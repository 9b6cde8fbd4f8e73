use crate::output::print_json;
use anyhow::Context;
use changelog_core::config::{Config, WarnLevel};
use changelog_core::paths;
use clap::Subcommand;
use std::path::Path;

// ---------------------------------------------------------------------------
// Subcommand types
// ---------------------------------------------------------------------------

#[derive(Subcommand)]
pub enum ConfigSubcommand {
    /// Print the effective configuration (file values over defaults)
    Show,

    /// Validate the config for common mistakes
    Validate,

    /// Write a changelog.yaml holding every default
    Init {
        /// Overwrite an existing file
        #[arg(long)]
        force: bool,
    },
}

// ---------------------------------------------------------------------------
// Entry point
// ---------------------------------------------------------------------------

pub fn run(root: &Path, subcmd: ConfigSubcommand, json: bool) -> anyhow::Result<()> {
    match subcmd {
        ConfigSubcommand::Show => show(root, json),
        ConfigSubcommand::Validate => validate(root, json),
        ConfigSubcommand::Init { force } => init(root, force, json),
    }
}

fn load(root: &Path) -> anyhow::Result<Config> {
    Config::load(root).context("failed to load changelog.yaml")
}

// ---------------------------------------------------------------------------
// show
// ---------------------------------------------------------------------------

fn show(root: &Path, json: bool) -> anyhow::Result<()> {
    let config = load(root)?;
    if json {
        print_json(&config)
    } else {
        print!("{}", serde_yaml::to_string(&config)?);
        Ok(())
    }
}

// ---------------------------------------------------------------------------
// validate
// ---------------------------------------------------------------------------

fn validate(root: &Path, json: bool) -> anyhow::Result<()> {
    let config = load(root)?;
    let warnings = config.validate();

    if json {
        print_json(&serde_json::json!({ "warnings": warnings }))?;
    } else if warnings.is_empty() {
        println!("Config is valid. No warnings.");
    } else {
        for w in &warnings {
            let prefix = match w.level {
                WarnLevel::Warning => "warning",
                WarnLevel::Error => "error",
            };
            println!("[{prefix}] {}", w.message);
        }
    }

    if warnings.iter().any(|w| w.level == WarnLevel::Error) {
        anyhow::bail!("config validation found errors");
    }
    Ok(())
}

// ---------------------------------------------------------------------------
// init
// ---------------------------------------------------------------------------

fn init(root: &Path, force: bool, json: bool) -> anyhow::Result<()> {
    let path = paths::config_path(root);
    if path.exists() && !force {
        anyhow::bail!(
            "{} already exists; pass --force to overwrite",
            path.display()
        );
    }
    Config::default()
        .save(root)
        .with_context(|| format!("failed to write {}", path.display()))?;

    if json {
        print_json(&serde_json::json!({ "path": path }))
    } else {
        println!("Wrote {}", path.display());
        Ok(())
    }
}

What to work on » Among the lines above, return those that contain the string "force".

Solution to this task »
        force: bool,
        ConfigSubcommand::Init { force } => init(root, force, json),
fn init(root: &Path, force: bool, json: bool) -> anyhow::Result<()> {
    if path.exists() && !force {
            "{} already exists; pass --force to overwrite",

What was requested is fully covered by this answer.